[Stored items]
────────
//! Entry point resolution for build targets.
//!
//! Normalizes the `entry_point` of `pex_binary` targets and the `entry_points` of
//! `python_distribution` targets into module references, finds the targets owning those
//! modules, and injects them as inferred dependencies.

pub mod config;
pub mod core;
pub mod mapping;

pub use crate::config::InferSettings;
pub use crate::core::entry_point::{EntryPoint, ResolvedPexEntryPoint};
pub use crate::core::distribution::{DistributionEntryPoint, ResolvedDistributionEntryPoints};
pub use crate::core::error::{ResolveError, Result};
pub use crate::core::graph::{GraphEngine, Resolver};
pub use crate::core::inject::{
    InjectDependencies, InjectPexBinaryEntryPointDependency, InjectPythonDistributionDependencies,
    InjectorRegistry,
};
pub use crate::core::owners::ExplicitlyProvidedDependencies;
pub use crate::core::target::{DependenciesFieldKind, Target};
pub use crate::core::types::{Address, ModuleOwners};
────────
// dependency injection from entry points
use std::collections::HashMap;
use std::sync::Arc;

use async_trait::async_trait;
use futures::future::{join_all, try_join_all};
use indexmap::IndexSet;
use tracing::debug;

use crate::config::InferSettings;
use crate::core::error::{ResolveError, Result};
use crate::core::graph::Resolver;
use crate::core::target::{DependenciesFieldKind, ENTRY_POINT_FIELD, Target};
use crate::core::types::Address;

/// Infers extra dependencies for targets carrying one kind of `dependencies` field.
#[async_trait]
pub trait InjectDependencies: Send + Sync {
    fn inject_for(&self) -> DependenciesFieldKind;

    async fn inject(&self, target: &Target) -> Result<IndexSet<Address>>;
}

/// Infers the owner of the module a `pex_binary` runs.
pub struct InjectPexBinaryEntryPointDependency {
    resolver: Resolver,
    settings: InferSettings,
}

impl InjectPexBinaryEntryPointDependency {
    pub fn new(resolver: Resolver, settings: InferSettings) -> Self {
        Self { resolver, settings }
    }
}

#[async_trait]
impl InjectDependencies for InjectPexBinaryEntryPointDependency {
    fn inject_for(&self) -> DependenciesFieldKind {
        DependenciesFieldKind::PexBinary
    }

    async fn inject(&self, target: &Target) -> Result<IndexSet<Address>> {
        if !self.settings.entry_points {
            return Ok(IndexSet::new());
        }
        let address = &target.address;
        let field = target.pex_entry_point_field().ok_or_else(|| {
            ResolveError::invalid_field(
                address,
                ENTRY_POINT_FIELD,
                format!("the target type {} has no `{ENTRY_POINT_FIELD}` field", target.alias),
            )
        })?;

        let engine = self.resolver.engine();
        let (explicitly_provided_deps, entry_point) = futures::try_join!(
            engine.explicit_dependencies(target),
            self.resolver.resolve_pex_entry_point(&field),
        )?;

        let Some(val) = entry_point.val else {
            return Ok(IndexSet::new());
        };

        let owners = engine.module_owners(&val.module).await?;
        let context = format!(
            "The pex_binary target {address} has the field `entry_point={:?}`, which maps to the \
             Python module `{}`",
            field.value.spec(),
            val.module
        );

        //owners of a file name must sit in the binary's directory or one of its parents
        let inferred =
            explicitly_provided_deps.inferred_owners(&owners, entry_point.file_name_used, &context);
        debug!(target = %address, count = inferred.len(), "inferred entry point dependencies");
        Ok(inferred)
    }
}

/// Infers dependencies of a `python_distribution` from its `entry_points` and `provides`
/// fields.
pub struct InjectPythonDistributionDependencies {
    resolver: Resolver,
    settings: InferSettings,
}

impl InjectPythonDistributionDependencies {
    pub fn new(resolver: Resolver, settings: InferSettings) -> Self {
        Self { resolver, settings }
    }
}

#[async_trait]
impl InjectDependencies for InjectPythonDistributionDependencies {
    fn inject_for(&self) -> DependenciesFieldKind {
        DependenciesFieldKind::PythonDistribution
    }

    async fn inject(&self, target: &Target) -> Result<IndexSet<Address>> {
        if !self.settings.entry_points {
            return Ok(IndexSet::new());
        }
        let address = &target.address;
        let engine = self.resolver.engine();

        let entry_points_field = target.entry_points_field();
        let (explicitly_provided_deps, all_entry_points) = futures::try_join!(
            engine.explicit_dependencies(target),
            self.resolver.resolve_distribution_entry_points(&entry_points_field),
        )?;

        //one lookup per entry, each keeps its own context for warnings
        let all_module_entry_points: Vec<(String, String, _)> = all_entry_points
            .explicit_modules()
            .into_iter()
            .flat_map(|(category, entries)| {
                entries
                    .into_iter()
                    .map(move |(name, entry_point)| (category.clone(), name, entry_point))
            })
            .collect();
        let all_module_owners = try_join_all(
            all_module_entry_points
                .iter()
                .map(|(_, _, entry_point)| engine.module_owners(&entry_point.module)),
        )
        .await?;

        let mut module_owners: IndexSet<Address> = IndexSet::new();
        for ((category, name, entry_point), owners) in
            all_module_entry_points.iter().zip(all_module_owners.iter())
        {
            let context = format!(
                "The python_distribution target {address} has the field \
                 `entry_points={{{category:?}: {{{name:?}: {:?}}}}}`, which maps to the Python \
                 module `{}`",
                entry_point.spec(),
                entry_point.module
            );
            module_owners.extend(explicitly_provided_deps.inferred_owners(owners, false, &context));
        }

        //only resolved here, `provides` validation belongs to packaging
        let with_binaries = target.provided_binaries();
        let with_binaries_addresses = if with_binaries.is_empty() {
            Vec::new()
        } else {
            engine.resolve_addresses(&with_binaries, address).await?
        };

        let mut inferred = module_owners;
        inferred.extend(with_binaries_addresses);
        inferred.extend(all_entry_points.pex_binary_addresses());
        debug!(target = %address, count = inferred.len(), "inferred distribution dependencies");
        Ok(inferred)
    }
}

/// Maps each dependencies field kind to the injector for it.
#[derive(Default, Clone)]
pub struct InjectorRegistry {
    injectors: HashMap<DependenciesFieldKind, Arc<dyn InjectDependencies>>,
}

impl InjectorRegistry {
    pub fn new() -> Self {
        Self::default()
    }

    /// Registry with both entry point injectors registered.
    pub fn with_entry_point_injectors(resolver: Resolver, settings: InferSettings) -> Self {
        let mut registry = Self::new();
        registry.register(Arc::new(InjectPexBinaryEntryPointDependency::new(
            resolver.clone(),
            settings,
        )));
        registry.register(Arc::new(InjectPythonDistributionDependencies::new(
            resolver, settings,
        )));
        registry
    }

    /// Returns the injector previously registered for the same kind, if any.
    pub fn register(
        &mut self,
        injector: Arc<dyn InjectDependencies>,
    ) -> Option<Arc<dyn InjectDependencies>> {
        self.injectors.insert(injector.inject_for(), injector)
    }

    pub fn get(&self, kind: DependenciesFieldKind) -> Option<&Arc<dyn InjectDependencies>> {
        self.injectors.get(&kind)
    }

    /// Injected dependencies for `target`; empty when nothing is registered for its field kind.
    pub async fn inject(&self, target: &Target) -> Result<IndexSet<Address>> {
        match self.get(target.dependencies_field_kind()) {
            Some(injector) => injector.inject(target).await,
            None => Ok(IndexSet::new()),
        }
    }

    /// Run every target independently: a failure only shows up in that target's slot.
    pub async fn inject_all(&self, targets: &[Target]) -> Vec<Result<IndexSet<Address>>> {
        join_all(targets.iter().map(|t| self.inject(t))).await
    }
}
────────
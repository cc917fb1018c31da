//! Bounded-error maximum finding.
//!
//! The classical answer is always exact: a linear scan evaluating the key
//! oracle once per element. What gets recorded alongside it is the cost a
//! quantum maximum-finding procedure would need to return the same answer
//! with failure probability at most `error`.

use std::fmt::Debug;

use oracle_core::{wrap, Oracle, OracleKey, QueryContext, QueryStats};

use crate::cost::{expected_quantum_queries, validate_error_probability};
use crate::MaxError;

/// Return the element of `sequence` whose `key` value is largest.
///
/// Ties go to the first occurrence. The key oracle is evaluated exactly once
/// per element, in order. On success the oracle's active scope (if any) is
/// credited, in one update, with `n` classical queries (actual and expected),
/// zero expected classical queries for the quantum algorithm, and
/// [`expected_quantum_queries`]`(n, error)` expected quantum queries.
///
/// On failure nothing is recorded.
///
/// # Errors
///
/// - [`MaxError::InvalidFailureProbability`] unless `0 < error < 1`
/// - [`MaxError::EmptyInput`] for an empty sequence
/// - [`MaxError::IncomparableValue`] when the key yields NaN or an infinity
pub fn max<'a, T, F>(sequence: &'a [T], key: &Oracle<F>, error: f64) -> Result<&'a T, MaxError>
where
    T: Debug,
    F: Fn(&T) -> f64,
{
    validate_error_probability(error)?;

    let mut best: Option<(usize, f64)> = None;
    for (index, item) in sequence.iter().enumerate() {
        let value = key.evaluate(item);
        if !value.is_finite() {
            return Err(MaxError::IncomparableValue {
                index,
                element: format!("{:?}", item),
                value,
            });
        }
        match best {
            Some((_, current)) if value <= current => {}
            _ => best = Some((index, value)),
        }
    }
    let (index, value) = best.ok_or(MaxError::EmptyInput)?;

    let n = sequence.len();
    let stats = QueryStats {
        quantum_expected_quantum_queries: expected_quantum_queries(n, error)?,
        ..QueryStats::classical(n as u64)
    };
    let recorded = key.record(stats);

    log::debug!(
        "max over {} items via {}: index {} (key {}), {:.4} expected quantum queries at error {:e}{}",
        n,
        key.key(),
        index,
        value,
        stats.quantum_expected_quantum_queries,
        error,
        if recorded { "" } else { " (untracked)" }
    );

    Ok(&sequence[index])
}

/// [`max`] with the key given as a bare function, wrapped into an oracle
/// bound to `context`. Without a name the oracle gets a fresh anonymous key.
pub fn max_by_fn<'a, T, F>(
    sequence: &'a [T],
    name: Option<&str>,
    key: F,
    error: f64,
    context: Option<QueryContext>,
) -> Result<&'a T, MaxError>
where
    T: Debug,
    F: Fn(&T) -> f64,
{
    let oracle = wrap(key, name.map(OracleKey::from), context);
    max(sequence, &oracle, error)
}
────────
Assignment:
Filter the records above for lines with "provides".

Answer to this exercise:
/// Infers dependencies of a `python_distribution` from its `entry_points` and `provides`
        //only resolved here, `provides` validation belongs to packaging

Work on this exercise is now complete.